■ **Exercise requirements**
Every line of the material below that holds the string "AppResult" should be copied.

■ **Source data**
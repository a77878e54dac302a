//! Integration tests for documents and their effect on folder deletion.

mod helpers;

use axum::http::StatusCode;
use serde_json::json;
use uuid::Uuid;

use helpers::{TestApp, id_of};

async fn small_limits_app() -> TestApp {
    let mut config = helpers::test_config();
    config.limits.max_document_bytes = 64;
    config.limits.max_request_bytes = 1024;
    TestApp::with_config(config).await
}

#[tokio::test]
async fn test_documents_block_folder_deletion() {
    let app = TestApp::new().await;
    let user = Uuid::new_v4();
    let reports = id_of(&app.create_folder(user, "Reports", None).await);

    let created = app
        .request(
            "POST",
            "/api/documents",
            Some(json!({ "title": "plan.md", "folderId": reports, "content": "# Plan" })),
            Some(user),
        )
        .await;
    assert_eq!(created.status, StatusCode::CREATED);
    let doc = id_of(&created.body["data"]);
    assert_eq!(created.body["data"]["folderId"], reports.as_str());

    let folder = app
        .request("GET", &format!("/api/folders/{reports}"), None, Some(user))
        .await;
    assert_eq!(folder.body["data"]["documentCount"], 1);

    let blocked = app
        .request("DELETE", &format!("/api/folders/{reports}"), None, Some(user))
        .await;
    assert_eq!(blocked.status, StatusCode::CONFLICT);

    let removed = app
        .request("DELETE", &format!("/api/documents/{doc}"), None, Some(user))
        .await;
    assert_eq!(removed.status, StatusCode::NO_CONTENT);

    let deleted = app
        .request("DELETE", &format!("/api/folders/{reports}"), None, Some(user))
        .await;
    assert_eq!(deleted.status, StatusCode::NO_CONTENT);
}

#[tokio::test]
async fn test_document_visibility_follows_folder_shares() {
    let app = TestApp::new().await;
    let owner = Uuid::new_v4();
    let reader = Uuid::new_v4();
    let stranger = Uuid::new_v4();

    let reports = id_of(&app.create_folder(owner, "Reports", None).await);
    app.share(owner, &reports, &[reader], "read").await;

    let created = app
        .request(
            "POST",
            "/api/documents",
            Some(json!({ "title": "plan.md", "folderId": reports, "content": "hello" })),
            Some(owner),
        )
        .await;
    let doc = id_of(&created.body["data"]);

    let read = app
        .request("GET", &format!("/api/documents/{doc}"), None, Some(reader))
        .await;
    assert_eq!(read.status, StatusCode::OK);
    assert_eq!(read.body["data"]["content"], "hello");

    let listed = app
        .request(
            "GET",
            &format!("/api/documents?folderId={reports}"),
            None,
            Some(reader),
        )
        .await;
    assert_eq!(listed.status, StatusCode::OK);
    assert_eq!(listed.body["data"].as_array().unwrap().len(), 1);

    let denied = app
        .request(
            "POST",
            "/api/documents",
            Some(json!({ "title": "mine.md", "folderId": reports })),
            Some(reader),
        )
        .await;
    assert_eq!(denied.status, StatusCode::FORBIDDEN);

    let delete = app
        .request("DELETE", &format!("/api/documents/{doc}"), None, Some(reader))
        .await;
    assert_eq!(delete.status, StatusCode::FORBIDDEN);

    let hidden = app
        .request("GET", &format!("/api/documents/{doc}"), None, Some(stranger))
        .await;
    assert_eq!(hidden.status, StatusCode::NOT_FOUND);

    let nothing = app.request("GET", "/api/documents", None, Some(stranger)).await;
    assert_eq!(nothing.body["data"], json!([]));
}

#[tokio::test]
async fn test_unfiled_documents_belong_to_creator() {
    let app = TestApp::new().await;
    let user = Uuid::new_v4();

    let created = app
        .request(
            "POST",
            "/api/documents",
            Some(json!({ "title": "scratch.txt" })),
            Some(user),
        )
        .await;
    assert_eq!(created.status, StatusCode::CREATED);
    assert_eq!(created.body["data"]["folderId"], serde_json::Value::Null);
    assert_eq!(created.body["data"]["content"], "");

    let listed = app.request("GET", "/api/documents", None, Some(user)).await;
    assert_eq!(listed.body["data"].as_array().unwrap().len(), 1);
}

#[tokio::test]
async fn test_oversized_payloads_are_rejected() {
    let app = small_limits_app().await;
    let user = Uuid::new_v4();

    let too_big_document = app
        .request(
            "POST",
            "/api/documents",
            Some(json!({ "title": "big.txt", "content": "x".repeat(65) })),
            Some(user),
        )
        .await;
    assert_eq!(too_big_document.status, StatusCode::PAYLOAD_TOO_LARGE);
    assert_eq!(too_big_document.body["error"], "PAYLOAD_TOO_LARGE");

    let too_big_request = app
        .request(
            "POST",
            "/api/folders",
            Some(json!({
                "name": "Reports",
                "metadata": { "description": "x".repeat(2000) }
            })),
            Some(user),
        )
        .await;
    assert_eq!(too_big_request.status, StatusCode::PAYLOAD_TOO_LARGE);
}

#[tokio::test]
async fn test_missing_folder_is_not_found() {
    let app = TestApp::new().await;
    let user = Uuid::new_v4();

    let response = app
        .request(
            "POST",
            "/api/documents",
            Some(json!({ "title": "plan.md", "folderId": Uuid::new_v4() })),
            Some(user),
        )
        .await;
    assert_eq!(response.status, StatusCode::NOT_FOUND);

    let response = app
        .request("GET", "/api/documents?folderId=xyz", None, Some(user))
        .await;
    assert_eq!(response.status, StatusCode::BAD_REQUEST);
}
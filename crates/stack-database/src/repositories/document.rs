//! Document repository implementation.

use chrono::Utc;
use sqlx::SqlitePool;
use uuid::Uuid;

use stack_core::error::{AppError, ErrorKind};
use stack_core::result::AppResult;
use stack_entity::document::{CreateDocument, Document};

/// Repository for document CRUD and per-folder counts.
#[derive(Debug, Clone)]
pub struct DocumentRepository {
    pool: SqlitePool,
}

impl DocumentRepository {
    /// Create a new document repository.
    pub fn new(pool: SqlitePool) -> Self {
        Self { pool }
    }

    /// Find a document by ID.
    pub async fn find_by_id(&self, id: Uuid) -> AppResult<Option<Document>> {
        sqlx::query_as::<_, Document>("SELECT * FROM documents WHERE id = ?")
            .bind(id)
            .fetch_optional(&self.pool)
            .await
            .map_err(|e| AppError::with_source(ErrorKind::Database, "Failed to find document", e))
    }

    /// List documents a user can see: their own, plus those in folders
    /// created by or shared with them. Optionally limited to one folder.
    pub async fn find_visible(
        &self,
        user_id: Uuid,
        folder_id: Option<Uuid>,
    ) -> AppResult<Vec<Document>> {
        sqlx::query_as::<_, Document>(
            "SELECT d.* FROM documents d \
             WHERE (? IS NULL OR d.folder_id = ?) \
             AND (d.created_by = ? OR d.folder_id IN ( \
                SELECT f.id FROM folders f WHERE f.created_by = ? \
                UNION \
                SELECT s.folder_id FROM folder_shares s WHERE s.user_id = ?)) \
             ORDER BY d.title ASC, d.id ASC",
        )
        .bind(folder_id)
        .bind(folder_id)
        .bind(user_id)
        .bind(user_id)
        .bind(user_id)
        .fetch_all(&self.pool)
        .await
        .map_err(|e| AppError::with_source(ErrorKind::Database, "Failed to list documents", e))
    }

    /// Create a new document.
    pub async fn create(&self, data: &CreateDocument) -> AppResult<Document> {
        let now = Utc::now();
        sqlx::query(
            "INSERT INTO documents (id, title, folder_id, content, created_by, created_at, updated_at) \
             VALUES (?, ?, ?, ?, ?, ?, ?)",
        )
        .bind(data.id)
        .bind(&data.title)
        .bind(data.folder_id)
        .bind(&data.content)
        .bind(data.created_by)
        .bind(now)
        .bind(now)
        .execute(&self.pool)
        .await
        .map_err(|e| AppError::with_source(ErrorKind::Database, "Failed to create document", e))?;

        Ok(Document {
            id: data.id,
            title: data.title.clone(),
            folder_id: data.folder_id,
            content: data.content.clone(),
            created_by: data.created_by,
            created_at: now,
            updated_at: now,
        })
    }

    /// Delete a document.
    pub async fn delete(&self, id: Uuid) -> AppResult<bool> {
        let result = sqlx::query("DELETE FROM documents WHERE id = ?")
            .bind(id)
            .execute(&self.pool)
            .await
            .map_err(|e| {
                AppError::with_source(ErrorKind::Database, "Failed to delete document", e)
            })?;
        Ok(result.rows_affected() > 0)
    }

    /// Count documents whose `folder_id` is the given folder.
    pub async fn count_by_folder(&self, folder_id: Uuid) -> AppResult<i64> {
        sqlx::query_scalar("SELECT COUNT(*) FROM documents WHERE folder_id = ?")
            .bind(folder_id)
            .fetch_one(&self.pool)
            .await
            .map_err(|e| {
                AppError::with_source(ErrorKind::Database, "Failed to count documents", e)
            })
    }
}
//! Application configuration schemas.
//!
//! All configuration structs are deserialized from TOML files via the
//! `config` crate. Each sub-module represents a logical configuration
//! section; every field has a default so an empty configuration is valid.

pub mod app;
pub mod auth;
pub mod database;
pub mod events;
pub mod folders;
pub mod limits;
pub mod logging;

use serde::{Deserialize, Serialize};

pub use self::app::{CorsConfig, ServerConfig};
pub use self::auth::AuthConfig;
pub use self::database::DatabaseConfig;
pub use self::events::{EventBackend, EventsConfig};
pub use self::folders::FolderConfig;
pub use self::limits::LimitsConfig;
pub use self::logging::LoggingConfig;

use crate::error::AppError;

/// Root application configuration.
///
/// This struct is the top-level deserialization target for the merged
/// TOML configuration files (default.toml + environment overlay) and
/// `STACK__*` environment variables.
#[derive(Debug, Clone, Default, Serialize, Deserialize)]
pub struct AppConfig {
    /// HTTP server settings.
    #[serde(default)]
    pub server: ServerConfig,
    /// Database connection settings.
    #[serde(default)]
    pub database: DatabaseConfig,
    /// Authentication settings.
    #[serde(default)]
    pub auth: AuthConfig,
    /// Folder event publication settings.
    #[serde(default)]
    pub events: EventsConfig,
    /// Folder behaviour switches.
    #[serde(default)]
    pub folders: FolderConfig,
    /// Request and payload size ceilings.
    #[serde(default)]
    pub limits: LimitsConfig,
    /// Logging settings.
    #[serde(default)]
    pub logging: LoggingConfig,
}

impl AppConfig {
    /// Load configuration from TOML files.
    ///
    /// Merges `config/default.toml` with `config/{env}.toml` and environment
    /// variables prefixed with `STACK__` (e.g. `STACK__SERVER__PORT`).
    pub fn load(env: &str) -> Result<Self, AppError> {
        let config = config::Config::builder()
            .add_source(config::File::with_name("config/default").required(false))
            .add_source(config::File::with_name(&format!("config/{env}")).required(false))
            .add_source(
                config::Environment::with_prefix("STACK")
                    .separator("__")
                    .try_parsing(true),
            )
            .build()
            .map_err(|e| AppError::configuration(format!("Failed to build config: {e}")))?;

        config
            .try_deserialize()
            .map_err(|e| AppError::configuration(format!("Failed to deserialize config: {e}")))
    }
}
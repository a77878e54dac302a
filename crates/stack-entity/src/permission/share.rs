//! Sharing entries and the per-folder share map.

use std::collections::BTreeMap;
use std::fmt;
use std::str::FromStr;

use chrono::{DateTime, Utc};
use serde::{Deserialize, Serialize};
use sqlx::FromRow;
use uuid::Uuid;

/// Permission granted to a non-owner through a share entry.
///
/// Ordered by privilege: Admin > Write > Read.
#[derive(Debug, Clone, Copy, PartialEq, Eq, Hash, Serialize, Deserialize, sqlx::Type)]
#[sqlx(rename_all = "lowercase")]
#[serde(rename_all = "lowercase")]
pub enum SharePermission {
    /// View the folder and its contents.
    Read,
    /// Additionally create subfolders and documents.
    Write,
    /// Additionally update, delete, share and unshare.
    Admin,
}

impl SharePermission {
    /// Return the permission as a lowercase string.
    pub fn as_str(&self) -> &'static str {
        match self {
            Self::Read => "read",
            Self::Write => "write",
            Self::Admin => "admin",
        }
    }
}

impl fmt::Display for SharePermission {
    fn fmt(&self, f: &mut fmt::Formatter<'_>) -> fmt::Result {
        write!(f, "{}", self.as_str())
    }
}

impl FromStr for SharePermission {
    type Err = stack_core::AppError;

    fn from_str(s: &str) -> Result<Self, Self::Err> {
        match s {
            "read" => Ok(Self::Read),
            "write" => Ok(Self::Write),
            "admin" => Ok(Self::Admin),
            _ => Err(stack_core::AppError::validation(format!(
                "Invalid permission '{s}': expected read, write or admin"
            ))),
        }
    }
}

/// A `(userId, permission)` pair granting access to a folder.
#[derive(Debug, Clone, PartialEq, Eq, Serialize, Deserialize, FromRow)]
#[serde(rename_all = "camelCase")]
pub struct ShareEntry {
    /// The user granted access.
    pub user_id: Uuid,
    /// The granted permission.
    pub permission: SharePermission,
    /// When the entry was created or last changed.
    pub shared_at: DateTime<Utc>,
}

/// The share entries of one folder, keyed by user.
///
/// Serialized as an array of [`ShareEntry`] ordered by user ID.
#[derive(Debug, Clone, Default, PartialEq, Eq, Serialize, Deserialize)]
#[serde(from = "Vec<ShareEntry>", into = "Vec<ShareEntry>")]
pub struct SharedWith {
    entries: BTreeMap<Uuid, ShareEntry>,
}

impl SharedWith {
    /// Creates an empty share map.
    pub fn new() -> Self {
        Self::default()
    }

    /// Looks up the entry for a user.
    pub fn get(&self, user_id: &Uuid) -> Option<&ShareEntry> {
        self.entries.get(user_id)
    }

    /// Inserts or replaces the entry for `entry.user_id`.
    ///
    /// Returns the previous entry, if there was one.
    pub fn upsert(&mut self, entry: ShareEntry) -> Option<ShareEntry> {
        self.entries.insert(entry.user_id, entry)
    }

    /// Removes the entry for a user.
    pub fn remove(&mut self, user_id: &Uuid) -> Option<ShareEntry> {
        self.entries.remove(user_id)
    }

    /// Number of entries.
    pub fn len(&self) -> usize {
        self.entries.len()
    }

    /// Whether the folder is shared with nobody.
    pub fn is_empty(&self) -> bool {
        self.entries.is_empty()
    }

    /// Iterates entries in user-ID order.
    pub fn iter(&self) -> impl Iterator<Item = &ShareEntry> {
        self.entries.values()
    }
}

impl From<Vec<ShareEntry>> for SharedWith {
    fn from(entries: Vec<ShareEntry>) -> Self {
        entries.into_iter().collect()
    }
}

impl From<SharedWith> for Vec<ShareEntry> {
    fn from(shared: SharedWith) -> Self {
        shared.entries.into_values().collect()
    }
}

impl FromIterator<ShareEntry> for SharedWith {
    fn from_iter<I: IntoIterator<Item = ShareEntry>>(iter: I) -> Self {
        Self {
            entries: iter.into_iter().map(|e| (e.user_id, e)).collect(),
        }
    }
}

■ **Response area**
use stack_core::result::AppResult;
    pub async fn find_by_id(&self, id: Uuid) -> AppResult<Option<Document>> {
    ) -> AppResult<Vec<Document>> {
    pub async fn create(&self, data: &CreateDocument) -> AppResult<Document> {
    pub async fn delete(&self, id: Uuid) -> AppResult<bool> {
    pub async fn count_by_folder(&self, folder_id: Uuid) -> AppResult<i64> {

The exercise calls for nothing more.